Supplied records START
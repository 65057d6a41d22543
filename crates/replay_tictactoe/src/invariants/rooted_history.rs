//! Rooted history invariant: every history starts from the empty board.

use super::super::{GameState, Square};
use super::Invariant;

/// Invariant: History is never empty and its first record is the empty
/// board with no placement.
pub struct RootedHistoryInvariant;

impl Invariant<GameState> for RootedHistoryInvariant {
    fn holds(game: &GameState) -> bool {
        game.history().first().is_some_and(|root| {
            root.placed().is_none() && root.board().squares().iter().all(|s| *s == Square::Empty)
        })
    }

    fn description() -> &'static str {
        "History starts with the empty board"
    }
}
//! Tracing subscriber setup.

use anyhow::{Context, Result};
use std::path::Path;
use std::sync::Arc;
use tracing_subscriber::EnvFilter;

fn env_filter() -> EnvFilter {
    EnvFilter::try_from_default_env().unwrap_or_else(|_| EnvFilter::new("info"))
}

/// Logs to stdout, filtered by `RUST_LOG` (default `info`).
pub fn init_stdout() {
    // Don't panic if already initialized
    let _ = tracing_subscriber::fmt().with_env_filter(env_filter()).try_init();
}

/// Logs to `path` without colors so the terminal screen stays clean.
pub fn init_file(path: &Path) -> Result<()> {
    let log_file = std::fs::File::create(path)
        .with_context(|| format!("Failed to create log file {}", path.display()))?;
    let _ = tracing_subscriber::fmt()
        .with_env_filter(env_filter())
        .with_writer(Arc::new(log_file))
        .with_ansi(false)
        .try_init();
    Ok(())
}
Supplied records END
▶ **Problem requirements**: Your task is to reproduce all of the records exactly.

▶ **Final answer**:
repository 65057d6a41d22543
filename crates/replay_tictactoe/src/invariants/rooted_history.rs
//! Rooted history invariant: every history starts from the empty board.

use super::super::{GameState, Square};
use super::Invariant;

/// Invariant: History is never empty and its first record is the empty
/// board with no placement.
pub struct RootedHistoryInvariant;

impl Invariant<GameState> for RootedHistoryInvariant {
    fn holds(game: &GameState) -> bool {
        game.history().first().is_some_and(|root| {
            root.placed().is_none() && root.board().squares().iter().all(|s| *s == Square::Empty)
        })
    }

    fn description() -> &'static str {
        "History starts with the empty board"
    }
}
//! Tracing subscriber setup.

use anyhow::{Context, Result};
use std::path::Path;
use std::sync::Arc;
use tracing_subscriber::EnvFilter;

fn env_filter() -> EnvFilter {
    EnvFilter::try_from_default_env().unwrap_or_else(|_| EnvFilter::new("info"))
}

/// Logs to stdout, filtered by `RUST_LOG` (default `info`).
pub fn init_stdout() {
    // Don't panic if already initialized
    let _ = tracing_subscriber::fmt().with_env_filter(env_filter()).try_init();
}

/// Logs to `path` without colors so the terminal screen stays clean.
pub fn init_file(path: &Path) -> Result<()> {
    let log_file = std::fs::File::create(path)
        .with_context(|| format!("Failed to create log file {}", path.display()))?;
    let _ = tracing_subscriber::fmt()
        .with_env_filter(env_filter())
        .with_writer(Arc::new(log_file))
        .with_ansi(false)
        .try_init();
    Ok(())
}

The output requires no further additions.